Doch wieder „Cesta ven“. Der vom tschechischen Regisseur Petr Václav
gedrehte Spielfilm hat – nach Erfolgen 2014 in Cannes und dem im Februar 2015 in Prag verliehenen „Goldenen Löwen“ – auch beim eben zu Ende gegangenen 28. Filmfestival in
Pilsen triumphiert. Der als „Sozialdrama“ etikettierte Film ist mit dem
„Goldenen Eisvogel“ ausgezeichnet worden, dem Hauptpreis „Zlatý ledňáček“. Er
erzählt die Geschichte einer Roma-Familie (richtiger: einer jungen Roma-Frau),
die aus ihrem traditionellen Milieu ausbrechen möchte – daher „Cesta ven“, „Der
Weg hinaus“ –, aber bei ihren Versuchen immer wieder auf Vorurteile und
Ausgrenzung stößt.
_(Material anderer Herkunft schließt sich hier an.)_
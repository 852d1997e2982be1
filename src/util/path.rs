//! Queue path helpers.
//!
//! Queue paths are root-anchored and dot separated, e.g. `root.teamA.leaf`.

use crate::core::TrackerError;

/// Name of the queue every path is anchored at.
pub const ROOT_QUEUE: &str = "root";

/// Separator between queue path segments.
pub const QUEUE_SEPARATOR: char = '.';

/// Split a queue path into the segments below `root`.
///
/// `root` itself yields an empty vector. Paths that are not anchored at
/// `root` or that contain empty segments are rejected.
pub fn split_queue_path(queue_path: &str) -> Result<Vec<&str>, TrackerError> {
    let mut segments = queue_path.split(QUEUE_SEPARATOR);
    if segments.next() != Some(ROOT_QUEUE) {
        return Err(TrackerError::InvalidQueuePath(queue_path.to_string()));
    }
    let below_root: Vec<&str> = segments.collect();
    if below_root.iter().any(|segment| segment.is_empty()) {
        return Err(TrackerError::InvalidQueuePath(queue_path.to_string()));
    }
    Ok(below_root)
}

/// Parent of a queue path, `None` for a single-segment path.
#[must_use]
pub fn parent_queue_path(queue_path: &str) -> Option<&str> {
    queue_path
        .rsplit_once(QUEUE_SEPARATOR)
        .map(|(parent, _)| parent)
}

/// Full path of `name` below `parent`.
#[must_use]
pub fn join_queue_path(parent: &str, name: &str) -> String {
    if parent.is_empty() {
        return name.to_string();
    }
    format!("{parent}{QUEUE_SEPARATOR}{name}")
}

/// True when `ancestor` is `queue_path` or one of its ancestors.
#[must_use]
pub fn is_same_or_ancestor(ancestor: &str, queue_path: &str) -> bool {
    queue_path == ancestor
        || queue_path
            .strip_prefix(ancestor)
            .is_some_and(|rest| rest.starts_with(QUEUE_SEPARATOR))
}
//! Multi-dimensional resource quantities.
//!
//! A [`Resource`] maps resource type names (`vcore`, `memory`, custom types)
//! to quantities. Types that are not present read as zero. Limits that may be
//! absent are modelled as `Option<Resource>`, with `None` meaning unbounded.

use std::collections::BTreeMap;
use std::fmt;

use serde::{Deserialize, Serialize};

/// Quantity of a single resource type.
pub type Quantity = i64;

/// Resource vector keyed by resource type name.
#[derive(Debug, Clone, Default, PartialEq, Eq, Serialize, Deserialize)]
#[serde(transparent)]
pub struct Resource {
    resources: BTreeMap<String, Quantity>,
}

impl Resource {
    /// Empty (all-zero) resource.
    #[must_use]
    pub const fn new() -> Self {
        Self {
            resources: BTreeMap::new(),
        }
    }

    /// Build a resource from `(type, quantity)` pairs.
    pub fn from_pairs<I, K>(pairs: I) -> Self
    where
        I: IntoIterator<Item = (K, Quantity)>,
        K: Into<String>,
    {
        pairs.into_iter().collect()
    }

    /// Quantity of one type, zero when absent.
    #[must_use]
    pub fn get(&self, name: &str) -> Quantity {
        self.resources.get(name).copied().unwrap_or_default()
    }

    /// Set the quantity of one type.
    pub fn set(&mut self, name: impl Into<String>, quantity: Quantity) {
        self.resources.insert(name.into(), quantity);
    }

    /// Iterate over `(type, quantity)` pairs in type order.
    pub fn iter(&self) -> impl Iterator<Item = (&str, Quantity)> {
        self.resources.iter().map(|(k, v)| (k.as_str(), *v))
    }

    /// True when every quantity is zero.
    #[must_use]
    pub fn is_zero(&self) -> bool {
        self.resources.values().all(|v| *v == 0)
    }

    /// Add `delta` in place.
    pub fn add_to(&mut self, delta: &Self) {
        for (name, quantity) in &delta.resources {
            let entry = self.resources.entry(name.clone()).or_default();
            *entry = entry.saturating_add(*quantity);
        }
    }

    /// Subtract `delta` in place, clamping each type at zero.
    ///
    /// Returns true when at least one type had to be clamped.
    pub fn sub_from_clamped(&mut self, delta: &Self) -> bool {
        let mut clamped = false;
        for (name, quantity) in &delta.resources {
            let entry = self.resources.entry(name.clone()).or_default();
            *entry = entry.saturating_sub(*quantity);
            if *entry < 0 {
                *entry = 0;
                clamped = true;
            }
        }
        clamped
    }

    /// Would `self + delta` stay within `limit`?
    ///
    /// Only the types named by `limit` are constrained. A sum that overflows
    /// never fits.
    #[must_use]
    pub fn fits_in_with(&self, delta: &Self, limit: &Self) -> bool {
        limit.resources.iter().all(|(name, max)| {
            self.get(name)
                .checked_add(delta.get(name))
                .is_some_and(|total| total <= *max)
        })
    }

    /// Remaining capacity under `limit` given `usage`, never negative.
    ///
    /// Only the types named by `limit` appear in the result.
    #[must_use]
    pub fn headroom(limit: &Self, usage: &Self) -> Self {
        limit
            .resources
            .iter()
            .map(|(name, max)| (name.clone(), max.saturating_sub(usage.get(name)).max(0)))
            .collect()
    }

    /// Component-wise minimum where a missing operand, or a type missing from
    /// one operand, is treated as unbounded.
    #[must_use]
    pub fn component_wise_min_permissive(
        left: Option<&Self>,
        right: Option<&Self>,
    ) -> Option<Self> {
        match (left, right) {
            (None, None) => None,
            (Some(only), None) | (None, Some(only)) => Some(only.clone()),
            (Some(left), Some(right)) => {
                let mut merged = left.clone();
                for (name, quantity) in &right.resources {
                    merged
                        .resources
                        .entry(name.clone())
                        .and_modify(|current| *current = (*current).min(*quantity))
                        .or_insert(*quantity);
                }
                Some(merged)
            }
        }
    }
}

impl<K: Into<String>> FromIterator<(K, Quantity)> for Resource {
    fn from_iter<I: IntoIterator<Item = (K, Quantity)>>(iter: I) -> Self {
        Self {
            resources: iter.into_iter().map(|(k, v)| (k.into(), v)).collect(),
        }
    }
}

impl fmt::Display for Resource {
    fn fmt(&self, f: &mut fmt::Formatter<'_>) -> fmt::Result {
        f.write_str("{")?;
        for (i, (name, quantity)) in self.resources.iter().enumerate() {
            if i > 0 {
                f.write_str(", ")?;
            }
            write!(f, "{name}: {quantity}")?;
        }
        f.write_str("}")
    }
}

#[cfg(test)]
mod tests {
    use super::*;

    fn res(pairs: &[(&str, Quantity)]) -> Resource {
        Resource::from_pairs(pairs.iter().copied())
    }

    #[test]
    fn test_add_and_clamped_sub() {
        let mut usage = res(&[("vcore", 4)]);
        usage.add_to(&res(&[("vcore", 2), ("memory", 10)]));
        assert_eq!(usage.get("vcore"), 6);
        assert_eq!(usage.get("memory"), 10);

        assert!(!usage.sub_from_clamped(&res(&[("vcore", 6)])));
        assert_eq!(usage.get("vcore"), 0);
        assert!(usage.sub_from_clamped(&res(&[("memory", 11)])));
        assert_eq!(usage.get("memory"), 0);
        assert!(usage.is_zero());
    }

    #[test]
    fn test_fits_in_with_only_constrains_named_types() {
        let usage = res(&[("vcore", 4), ("memory", 100)]);
        let limit = res(&[("vcore", 10)]);
        assert!(usage.fits_in_with(&res(&[("vcore", 6), ("memory", 5000)]), &limit));
        assert!(!usage.fits_in_with(&res(&[("vcore", 7)]), &limit));
    }

    #[test]
    fn test_zero_limit_blocks_usage() {
        let limit = res(&[("gpu", 0)]);
        assert!(!Resource::new().fits_in_with(&res(&[("gpu", 1)]), &limit));
        assert!(Resource::new().fits_in_with(&res(&[("vcore", 1)]), &limit));
    }

    #[test]
    fn test_headroom_never_negative() {
        let limit = res(&[("vcore", 10), ("memory", 50)]);
        let usage = res(&[("vcore", 4), ("memory", 80)]);
        let headroom = Resource::headroom(&limit, &usage);
        assert_eq!(headroom, res(&[("vcore", 6), ("memory", 0)]));
    }

    #[test]
    fn test_component_wise_min_permissive() {
        let a = res(&[("vcore", 6), ("memory", 100)]);
        let b = res(&[("vcore", 3), ("gpu", 1)]);
        let min = Resource::component_wise_min_permissive(Some(&a), Some(&b)).unwrap();
        assert_eq!(min, res(&[("vcore", 3), ("memory", 100), ("gpu", 1)]));
        assert_eq!(Resource::component_wise_min_permissive(None, Some(&a)), Some(a.clone()));
        assert_eq!(Resource::component_wise_min_permissive(None, None), None);
    }

    #[test]
    fn test_quantities_near_max_do_not_overflow() {
        let limit = res(&[("memory", Quantity::MAX)]);
        let mut usage = res(&[("memory", Quantity::MAX)]);
        assert!(!usage.fits_in_with(&res(&[("memory", 1)]), &limit));
        assert!(usage.fits_in_with(&res(&[("memory", 0)]), &limit));

        usage.add_to(&res(&[("memory", 1)]));
        assert_eq!(usage.get("memory"), Quantity::MAX);
        assert!(!usage.sub_from_clamped(&res(&[("memory", Quantity::MAX)])));
        assert!(usage.is_zero());

        let headroom = Resource::headroom(&limit, &res(&[("memory", 1)]));
        assert_eq!(headroom.get("memory"), Quantity::MAX - 1);
    }

    #[test]
    fn test_display_and_serde() {
        let r = res(&[("vcore", 4), ("memory", 1024)]);
        assert_eq!(r.to_string(), "{memory: 1024, vcore: 4}");
        let json = serde_json::to_string(&r).unwrap();
        assert_eq!(json, r#"{"memory":1024,"vcore":4}"#);
        let back: Resource = serde_json::from_str(&json).unwrap();
        assert_eq!(back, r);
    }
}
Keine Roma-Folklore, sondern ein realistisch aufgebauter und
solide gedrehter Film, ein unromantischer Blick auf das (gestern, heute,
morgen) unromantische, wohl selten „lustige Zigeunerleben“. Mit einer
großartigen Hauptdarstellerin. Klaudia Dudová war Verkäuferin in einem
Lebensmittelgeschäft in Ústí nad Labem/Aussig, als Petr Václav sie entdeckte
und ihr den Weg zu einer vielversprechenden Karriere auftat.
Das Filmplakat der französischen Version |
Ob bei dem Juryentscheid auch die Tatsache mitgespielt hat, dass die Roma-Problematik zur Zeit in Tschechien (aber nicht nur hier) ein heißes, von Rechtsextremisten aufgeheiztes Thema ist? Ich hätte es den slowakischen Regisseur und Juryvorsitzenden Robert Kirchhoff fragen sollen, als wir uns in der immer übervollen, immer überlauten Gastwirtschaft Na Parkánu in Pilsen bei Vepřové koleno na plzeňském pivě (Schweinshaxe mit Senf, Meerrettich und Kraut) und süffigem, ungetrübtem Bier gegenübersaßen. Oder vielleicht hatte es an anderen Spielfilmen gefehlt, die „Cesta ven“ hätten Konkurrenz machen können?
Auch die tschechisch-deutsche, in Berlin ansässige Filmproduzentin Jana
Cisar ist zu den Filmfestspielen nach Pilsen gekommen. „Der tschechische Film?
Ich sehe da sehr, sehr gute tschechische wie slowakische Dokumentarfilme, aber
bei den Spielfilmen scheinen die Regisseure allzu oft an den puren Publikums-
und Kassenerfolg zu denken“, kommentiert sie.
Die Filmproduzentin Jana Cisar |
Der Regisseur Peter Zach |
Nicht nur wegen des Filmfestivals ist sie in Pilsen. Gemeinsam mit dem
österreichischen Regisseur Peter Zach bereitet sie die Dreharbeiten zu einem
Dokumentarfilm über Adolf Loos in Pilsen vor: über die einzigartigen, in
jüngster Zeit rechtzeitig zur Kulturhauptstadternennung wiederhergestellten
Interieurs, die der österreichisch-böhmische Architekt in den ersten
Jahrzehnten des 20. Jahrhunderts für das wohlhabende jüdische Bürgertum in
Pilsen entworfen hat. Im Dezember soll der Film eben hier in Pilsen Premiere
haben.
Und noch einmal zu „Cesta ven“: Wird der Film etwas in der Einstellung der
„Weißen“ den Roma gegenüber ändern? Ich würde es dem elfjährigen Roma-Mädchen
wünschen, das vor der orthodoxen Kirche in Rokycany (der Priester ist ein Roma)
mit ihrem kleinen Bruder spielt, sich mit mir auf Englisch unterhält und bereitwillig in die Kamera lächelt.